What is required: From the first line to the last, set down the data exactly as given.

Dataset entries
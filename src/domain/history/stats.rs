//! Derived statistics over a product's history sequence

use serde::Serialize;

use super::HistoryEntry;

/// Single-scan summary of a history sequence
#[derive(Debug, Clone, Serialize)]
pub struct PriceStats {
    pub count: usize,
    pub first: HistoryEntry,
    pub last: HistoryEntry,
    /// Second-to-last entry; absent when fewer than two exist
    pub previous: Option<HistoryEntry>,
    /// Lowest-priced entry; first such on ties
    pub min: HistoryEntry,
    /// Highest-priced entry; first such on ties
    pub max: HistoryEntry,
    /// Change from the first to the latest observed price, in percent
    pub change_percent: Option<f64>,
    /// Latest price minus the one before it
    pub last_delta: Option<f64>,
}

/// Summarize a sequence; `None` for an empty one.
pub fn compute_stats(entries: &[HistoryEntry]) -> Option<PriceStats> {
    let first = entries.first()?;
    let last = entries.last()?;
    let previous = (entries.len() >= 2).then(|| entries[entries.len() - 2].clone());

    let mut min = first;
    let mut max = first;
    for entry in entries {
        if entry.price < min.price {
            min = entry;
        }
        if entry.price > max.price {
            max = entry;
        }
    }

    Some(PriceStats {
        count: entries.len(),
        change_percent: percent_change(last.price, first.price),
        last_delta: previous.as_ref().map(|p| last.price - p.price),
        first: first.clone(),
        last: last.clone(),
        previous,
        min: min.clone(),
        max: max.clone(),
    })
}

/// Percent change from `base` to `current`; `None` when the base is zero or
/// either value is not a finite number.
pub fn percent_change(current: f64, base: f64) -> Option<f64> {
    if !current.is_finite() || !base.is_finite() || base == 0.0 {
        return None;
    }
    Some((current - base) / base * 100.0)
}

#[cfg(test)]
mod tests {
    use super::*;
    use chrono::{TimeZone, Utc};

    fn entry(price: f64, store: &str, minute: u32) -> HistoryEntry {
        let seen = Utc.with_ymd_and_hms(2024, 5, 1, 12, minute, 0).unwrap();
        HistoryEntry {
            price,
            store: store.to_string(),
            url: format!("https://example.com/{store}"),
            first_seen_at: seen,
            last_seen_at: seen,
        }
    }

    #[test]
    fn percent_change_basics() {
        assert_eq!(percent_change(120.0, 100.0), Some(20.0));
        assert_eq!(percent_change(80.0, 100.0), Some(-20.0));
        assert_eq!(percent_change(42.0, 0.0), None);
        assert_eq!(percent_change(f64::NAN, 100.0), None);
        assert_eq!(percent_change(100.0, f64::INFINITY), None);
    }

    #[test]
    fn empty_sequence_has_no_stats() {
        assert!(compute_stats(&[]).is_none());
    }

    #[test]
    fn single_entry_stats() {
        let stats = compute_stats(&[entry(100.0, "a", 0)]).unwrap();
        assert_eq!(stats.count, 1);
        assert!(stats.previous.is_none());
        assert!(stats.last_delta.is_none());
        assert_eq!(stats.change_percent, Some(0.0));
        assert_eq!(stats.min.price, 100.0);
        assert_eq!(stats.max.price, 100.0);
    }

    #[test]
    fn full_scan_finds_extremes_and_deltas() {
        let entries = [
            entry(100.0, "a", 0),
            entry(80.0, "b", 1),
            entry(140.0, "a", 2),
            entry(120.0, "c", 3),
        ];
        let stats = compute_stats(&entries).unwrap();
        assert_eq!(stats.count, 4);
        assert_eq!(stats.first.price, 100.0);
        assert_eq!(stats.last.price, 120.0);
        assert_eq!(stats.previous.as_ref().unwrap().price, 140.0);
        assert_eq!(stats.min.store, "b");
        assert_eq!(stats.max.store, "a");
        assert_eq!(stats.change_percent, Some(20.0));
        assert_eq!(stats.last_delta, Some(-20.0));
    }

    #[test]
    fn ties_keep_the_first_entry() {
        let entries = [
            entry(100.0, "early-min", 0),
            entry(100.0, "late-min", 1),
            entry(200.0, "early-max", 2),
            entry(200.0, "late-max", 3),
        ];
        let stats = compute_stats(&entries).unwrap();
        assert_eq!(stats.min.store, "early-min");
        assert_eq!(stats.max.store, "early-max");
    }
}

Result:
filename src/domain/history/stats.rs
//! Derived statistics over a product's history sequence

use serde::Serialize;

use super::HistoryEntry;

/// Single-scan summary of a history sequence
#[derive(Debug, Clone, Serialize)]
pub struct PriceStats {
    pub count: usize,
    pub first: HistoryEntry,
    pub last: HistoryEntry,
    /// Second-to-last entry; absent when fewer than two exist
    pub previous: Option<HistoryEntry>,
    /// Lowest-priced entry; first such on ties
    pub min: HistoryEntry,
    /// Highest-priced entry; first such on ties
    pub max: HistoryEntry,
    /// Change from the first to the latest observed price, in percent
    pub change_percent: Option<f64>,
    /// Latest price minus the one before it
    pub last_delta: Option<f64>,
}

/// Summarize a sequence; `None` for an empty one.
pub fn compute_stats(entries: &[HistoryEntry]) -> Option<PriceStats> {
    let first = entries.first()?;
    let last = entries.last()?;
    let previous = (entries.len() >= 2).then(|| entries[entries.len() - 2].clone());

    let mut min = first;
    let mut max = first;
    for entry in entries {
        if entry.price < min.price {
            min = entry;
        }
        if entry.price > max.price {
            max = entry;
        }
    }

    Some(PriceStats {
        count: entries.len(),
        change_percent: percent_change(last.price, first.price),
        last_delta: previous.as_ref().map(|p| last.price - p.price),
        first: first.clone(),
        last: last.clone(),
        previous,
        min: min.clone(),
        max: max.clone(),
    })
}

/// Percent change from `base` to `current`; `None` when the base is zero or
/// either value is not a finite number.
pub fn percent_change(current: f64, base: f64) -> Option<f64> {
    if !current.is_finite() || !base.is_finite() || base == 0.0 {
        return None;
    }
    Some((current - base) / base * 100.0)
}

#[cfg(test)]
mod tests {
    use super::*;
    use chrono::{TimeZone, Utc};

    fn entry(price: f64, store: &str, minute: u32) -> HistoryEntry {
        let seen = Utc.with_ymd_and_hms(2024, 5, 1, 12, minute, 0).unwrap();
        HistoryEntry {
            price,
            store: store.to_string(),
            url: format!("https://example.com/{store}"),
            first_seen_at: seen,
            last_seen_at: seen,
        }
    }

    #[test]
    fn percent_change_basics() {
        assert_eq!(percent_change(120.0, 100.0), Some(20.0));
        assert_eq!(percent_change(80.0, 100.0), Some(-20.0));
        assert_eq!(percent_change(42.0, 0.0), None);
        assert_eq!(percent_change(f64::NAN, 100.0), None);
        assert_eq!(percent_change(100.0, f64::INFINITY), None);
    }

    #[test]
    fn empty_sequence_has_no_stats() {
        assert!(compute_stats(&[]).is_none());
    }

    #[test]
    fn single_entry_stats() {
        let stats = compute_stats(&[entry(100.0, "a", 0)]).unwrap();
        assert_eq!(stats.count, 1);
        assert!(stats.previous.is_none());
        assert!(stats.last_delta.is_none());
        assert_eq!(stats.change_percent, Some(0.0));
        assert_eq!(stats.min.price, 100.0);
        assert_eq!(stats.max.price, 100.0);
    }

    #[test]
    fn full_scan_finds_extremes_and_deltas() {
        let entries = [
            entry(100.0, "a", 0),
            entry(80.0, "b", 1),
            entry(140.0, "a", 2),
            entry(120.0, "c", 3),
        ];
        let stats = compute_stats(&entries).unwrap();
        assert_eq!(stats.count, 4);
        assert_eq!(stats.first.price, 100.0);
        assert_eq!(stats.last.price, 120.0);
        assert_eq!(stats.previous.as_ref().unwrap().price, 140.0);
        assert_eq!(stats.min.store, "b");
        assert_eq!(stats.max.store, "a");
        assert_eq!(stats.change_percent, Some(20.0));
        assert_eq!(stats.last_delta, Some(-20.0));
    }

    #[test]
    fn ties_keep_the_first_entry() {
        let entries = [
            entry(100.0, "early-min", 0),
            entry(100.0, "late-min", 1),
            entry(200.0, "early-max", 2),
            entry(200.0, "late-max", 3),
        ];
        let stats = compute_stats(&entries).unwrap();
        assert_eq!(stats.min.store, "early-min");
        assert_eq!(stats.max.store, "early-max");
    }
}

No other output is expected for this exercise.